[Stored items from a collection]
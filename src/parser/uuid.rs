//! UUID (RFC-9562) parser, all versions.

use base64::engine::general_purpose::STANDARD as BASE64;
use base64::Engine;
use chrono::DateTime;
use rand::Rng;
use uuid::{Uuid, Variant};

use super::IdParser;
use crate::error::IdError;
use crate::model::IdInfo;

pub struct UuidParser;

impl IdParser for UuidParser {
    fn name(&self) -> &'static str {
        "UUID"
    }

    fn can_parse(&self, input: &str) -> bool {
        let cleaned: String = input.chars().filter(|&c| c != '-').collect();
        if cleaned.len() != 32 || !cleaned.chars().all(|c| c.is_ascii_hexdigit()) {
            return false;
        }
        Uuid::parse_str(input).is_ok()
    }

    fn parse(&self, input: &str) -> Result<IdInfo, IdError> {
        let u = Uuid::parse_str(input).map_err(|e| IdError::decode(e.to_string()))?;
        let bytes = u.as_bytes().to_vec();

        let mut info = IdInfo::new("UUID (RFC-9562)", u.to_string(), 128)
            .with_bytes(bytes.clone())
            .with_extra("base64", BASE64.encode(&bytes));

        info = match u.get_version_num() {
            1 => {
                let mut v = info.with_version("1 (timestamp and MAC address)").with_entropy(14);
                if let Some(ts) = u.get_timestamp() {
                    let (secs, nanos) = ts.to_unix();
                    if let Some(dt) = DateTime::from_timestamp(secs as i64, nanos) {
                        v = v.with_timestamp(dt);
                    }
                    v = v.with_sequence(ts.to_gregorian().1 as i64);
                }
                v.with_node(crate::model::hex_string(&bytes[10..16]))
            }
            2 => info.with_version("2 (DCE security)").with_entropy(62),
            3 => info
                .with_version("3 (namespace name based with MD5)")
                .with_entropy(122),
            4 => info.with_version("4 (random)").with_entropy(122),
            5 => info
                .with_version("5 (namespace name based with SHA-1)")
                .with_entropy(122),
            6 => info
                .with_version("6 (reordered timestamp and MAC address)")
                .with_entropy(14),
            7 => {
                let mut v = info
                    .with_version("7 (sortable timestamp and random)")
                    .with_entropy(74);
                // First 48 bits are a millisecond Unix timestamp
                let ms = bytes[..6].iter().fold(0u64, |acc, &b| acc << 8 | b as u64);
                if let Some(dt) = DateTime::from_timestamp_millis(ms as i64) {
                    v = v.with_timestamp(dt);
                }
                v
            }
            8 => info.with_version("8 (custom)").with_entropy(122),
            v => {
                let label = if u.is_nil() {
                    "Nil UUID".to_string()
                } else if u.is_max() {
                    "Max UUID".to_string()
                } else {
                    format!("Unknown version {v}")
                };
                info.with_version(label)
            }
        };

        let variant = match u.get_variant() {
            Variant::NCS => "NCS (Network Computing System)",
            Variant::RFC4122 => "RFC 4122",
            Variant::Microsoft => "Microsoft GUID",
            Variant::Future => "Future",
            _ => "Unknown",
        };
        Ok(info.with_extra("variant", variant))
    }

    fn generate(&self) -> Result<String, IdError> {
        Ok(Uuid::new_v4().to_string())
    }
}

/// Generate a UUID of a specific version, for the `uuid:vN` generate selector.
///
/// v3/v5 hash a fixed name under the DNS namespace, so their output is
/// deterministic by design.
pub fn generate_with_version(version: &str) -> Result<String, IdError> {
    let u = match version {
        "v1" => Uuid::now_v1(&random_node()),
        "v3" => Uuid::new_v3(&Uuid::NAMESPACE_DNS, b"idprobe-generated"),
        "v4" => Uuid::new_v4(),
        "v5" => Uuid::new_v5(&Uuid::NAMESPACE_DNS, b"idprobe-generated"),
        "v6" => Uuid::now_v6(&random_node()),
        "v7" => Uuid::now_v7(),
        other => {
            return Err(IdError::generation(format!(
                "unsupported UUID version '{other}' (expected v1, v3, v4, v5, v6, or v7)"
            )))
        }
    };
    Ok(u.to_string())
}

fn random_node() -> [u8; 6] {
    let mut node = [0u8; 6];
    rand::thread_rng().fill(&mut node[..]);
    // Multicast bit marks the node id as not a real MAC
    node[0] |= 0x01;
    node
}

#[cfg(test)]
mod tests {
    use super::*;

    const SAMPLE: &str = "550e8400-e29b-41d4-a716-446655440000";

    #[test]
    fn parses_v4_sample() {
        let p = UuidParser;
        assert!(p.can_parse(SAMPLE));
        let info = p.parse(SAMPLE).unwrap();
        assert_eq!(info.size_bits, 128);
        assert_eq!(info.version.as_deref(), Some("4 (random)"));
        assert_eq!(info.entropy_bits, Some(122));
        assert_eq!(info.canonical_string, SAMPLE);
        assert_eq!(
            info.integer_value.as_deref(),
            Some("113059749145936325402354257176981405696")
        );
        assert_eq!(info.extra_attributes["variant"], "RFC 4122");
    }

    #[test]
    fn parses_v1_sample_with_clock_sequence() {
        // RFC 9562 appendix vector: 2022-02-22T19:22:22Z, clock seq 0x33c8
        let p = UuidParser;
        let info = p.parse("c232ab00-9414-11ec-b3c8-9f6bdeced846").unwrap();
        assert_eq!(info.version.as_deref(), Some("1 (timestamp and MAC address)"));
        assert_eq!(info.timestamp.unwrap().timestamp(), 1_645_557_742);
        assert_eq!(info.sequence, Some(0x33c8));
        assert_eq!(info.node_fields, vec!["9f6bdeced846".to_string()]);
    }

    #[test]
    fn parses_unhyphenated_form() {
        let p = UuidParser;
        assert!(p.can_parse("550e8400e29b41d4a716446655440000"));
    }

    #[test]
    fn rejects_wrong_length_and_alphabet() {
        let p = UuidParser;
        assert!(!p.can_parse("550e8400-e29b-41d4-a716"));
        assert!(!p.can_parse("zzze8400-e29b-41d4-a716-446655440000"));
        assert!(!p.can_parse("has@sign"));
    }

    #[test]
    fn v7_carries_timestamp() {
        let p = UuidParser;
        let id = generate_with_version("v7").unwrap();
        let info = p.parse(&id).unwrap();
        assert_eq!(info.version.as_deref(), Some("7 (sortable timestamp and random)"));
        assert!(info.timestamp.is_some());
    }

    #[test]
    fn v5_is_deterministic() {
        assert_eq!(
            generate_with_version("v5").unwrap(),
            generate_with_version("v5").unwrap()
        );
    }

    #[test]
    fn generate_round_trips() {
        let p = UuidParser;
        let id = p.generate().unwrap();
        let info = p.parse(&id).unwrap();
        assert!(p.can_parse(&info.canonical_string));
    }
}
//! Base32 (RFC 4648) parser.

use data_encoding::{BASE32, BASE32_NOPAD};
use rand::Rng;

use super::IdParser;
use crate::error::IdError;
use crate::model::IdInfo;

pub struct Base32Parser;

impl Base32Parser {
    fn decode(upper: &str) -> Option<Vec<u8>> {
        BASE32
            .decode(upper.as_bytes())
            .or_else(|_| BASE32_NOPAD.decode(upper.trim_end_matches('=').as_bytes()))
            .ok()
    }
}

impl IdParser for Base32Parser {
    fn name(&self) -> &'static str {
        "Base32"
    }

    fn can_parse(&self, input: &str) -> bool {
        if input.len() < 8 || input.len() > 64 {
            return false;
        }
        let upper = input.to_uppercase();
        if !upper
            .bytes()
            .all(|b| b.is_ascii_uppercase() || (b'2'..=b'7').contains(&b) || b == b'=')
        {
            return false;
        }
        Self::decode(&upper).is_some()
    }

    fn parse(&self, input: &str) -> Result<IdInfo, IdError> {
        let upper = input.trim().to_uppercase();
        if !self.can_parse(&upper) {
            return Err(IdError::decode("invalid Base32 format"));
        }
        let decoded =
            Self::decode(&upper).ok_or_else(|| IdError::decode("failed to decode Base32"))?;

        let unpadded_len = upper.trim_end_matches('=').len();
        let mut info = IdInfo::new("Base32", upper.clone(), decoded.len() * 8)
            .with_entropy((unpadded_len * 5) as u32)
            .with_extra("alphabet", "Base32 (A-Z, 2-7)")
            .with_extra("decoded_size", format!("{} bytes", decoded.len()))
            .with_extra(
                "padding",
                format!("{} characters", upper.matches('=').count()),
            )
            .with_extra("encoding", "RFC 4648 Base32");

        let possible = match decoded.len() {
            16 => Some("128-bit identifier (UUID size)"),
            20 => Some("160-bit hash (SHA-1 size)"),
            32 => Some("256-bit hash (SHA-256 size)"),
            48 => Some("384-bit hash (SHA-384 size)"),
            64 => Some("512-bit hash (SHA-512 size)"),
            8..=12 => Some("Short identifier"),
            _ => None,
        };
        if let Some(p) = possible {
            info = info.with_extra("possible_type", p);
        }
        Ok(info.with_bytes(decoded))
    }

    fn generate(&self) -> Result<String, IdError> {
        let mut bytes = [0u8; 20];
        rand::thread_rng().fill(&mut bytes[..]);
        Ok(BASE32.encode(&bytes))
    }
}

- WHAT NEEDS TO BE DONE: Write out the records above exactly, from the opening line to the line with "let cleaned: String", including both, with nothing added.

- ANSWER TO THIS PROBLEM:
filename src/parser/uuid.rs
//! UUID (RFC-9562) parser, all versions.

use base64::engine::general_purpose::STANDARD as BASE64;
use base64::Engine;
use chrono::DateTime;
use rand::Rng;
use uuid::{Uuid, Variant};

use super::IdParser;
use crate::error::IdError;
use crate::model::IdInfo;

pub struct UuidParser;

impl IdParser for UuidParser {
    fn name(&self) -> &'static str {
        "UUID"
    }

    fn can_parse(&self, input: &str) -> bool {
        let cleaned: String = input.chars().filter(|&c| c != '-').collect();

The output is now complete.